→ Your task:
Tally the lines below that include the string "established". Reply with the total only.

==== Excerpted data ====

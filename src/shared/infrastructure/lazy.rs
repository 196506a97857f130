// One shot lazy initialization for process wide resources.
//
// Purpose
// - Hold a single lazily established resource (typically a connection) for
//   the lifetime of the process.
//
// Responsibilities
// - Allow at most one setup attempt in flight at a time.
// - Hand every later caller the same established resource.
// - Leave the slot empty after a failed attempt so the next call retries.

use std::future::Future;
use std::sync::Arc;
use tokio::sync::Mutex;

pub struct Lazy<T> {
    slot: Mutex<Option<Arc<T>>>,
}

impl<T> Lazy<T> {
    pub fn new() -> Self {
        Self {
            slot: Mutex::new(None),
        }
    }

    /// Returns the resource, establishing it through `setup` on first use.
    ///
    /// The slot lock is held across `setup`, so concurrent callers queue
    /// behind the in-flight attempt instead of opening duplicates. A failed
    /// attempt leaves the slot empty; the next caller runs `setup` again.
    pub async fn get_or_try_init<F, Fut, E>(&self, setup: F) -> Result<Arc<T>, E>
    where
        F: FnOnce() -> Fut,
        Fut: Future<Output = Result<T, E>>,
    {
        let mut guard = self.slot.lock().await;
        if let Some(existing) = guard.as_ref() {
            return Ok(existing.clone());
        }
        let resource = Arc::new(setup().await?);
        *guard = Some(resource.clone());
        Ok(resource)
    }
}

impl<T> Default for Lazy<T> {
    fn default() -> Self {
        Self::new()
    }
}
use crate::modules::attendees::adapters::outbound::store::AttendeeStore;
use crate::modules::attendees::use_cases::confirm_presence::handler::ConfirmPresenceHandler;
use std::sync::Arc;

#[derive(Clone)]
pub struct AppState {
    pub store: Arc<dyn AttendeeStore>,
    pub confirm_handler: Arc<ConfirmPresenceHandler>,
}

====
==== Excerpted data ====

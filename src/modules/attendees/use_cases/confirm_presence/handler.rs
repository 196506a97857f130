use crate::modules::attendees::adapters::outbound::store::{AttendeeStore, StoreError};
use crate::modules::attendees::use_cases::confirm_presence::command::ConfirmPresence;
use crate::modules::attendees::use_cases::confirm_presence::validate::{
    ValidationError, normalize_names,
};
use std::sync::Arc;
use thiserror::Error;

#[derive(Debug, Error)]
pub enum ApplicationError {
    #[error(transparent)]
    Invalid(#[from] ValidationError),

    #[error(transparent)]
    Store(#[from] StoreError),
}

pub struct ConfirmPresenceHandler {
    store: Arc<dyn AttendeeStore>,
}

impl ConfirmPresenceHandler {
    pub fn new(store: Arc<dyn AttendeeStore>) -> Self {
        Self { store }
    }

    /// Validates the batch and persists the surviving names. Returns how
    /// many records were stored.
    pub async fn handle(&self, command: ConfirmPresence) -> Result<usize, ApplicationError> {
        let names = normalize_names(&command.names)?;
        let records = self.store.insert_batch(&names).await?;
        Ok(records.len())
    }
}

====

→ Your solution:
2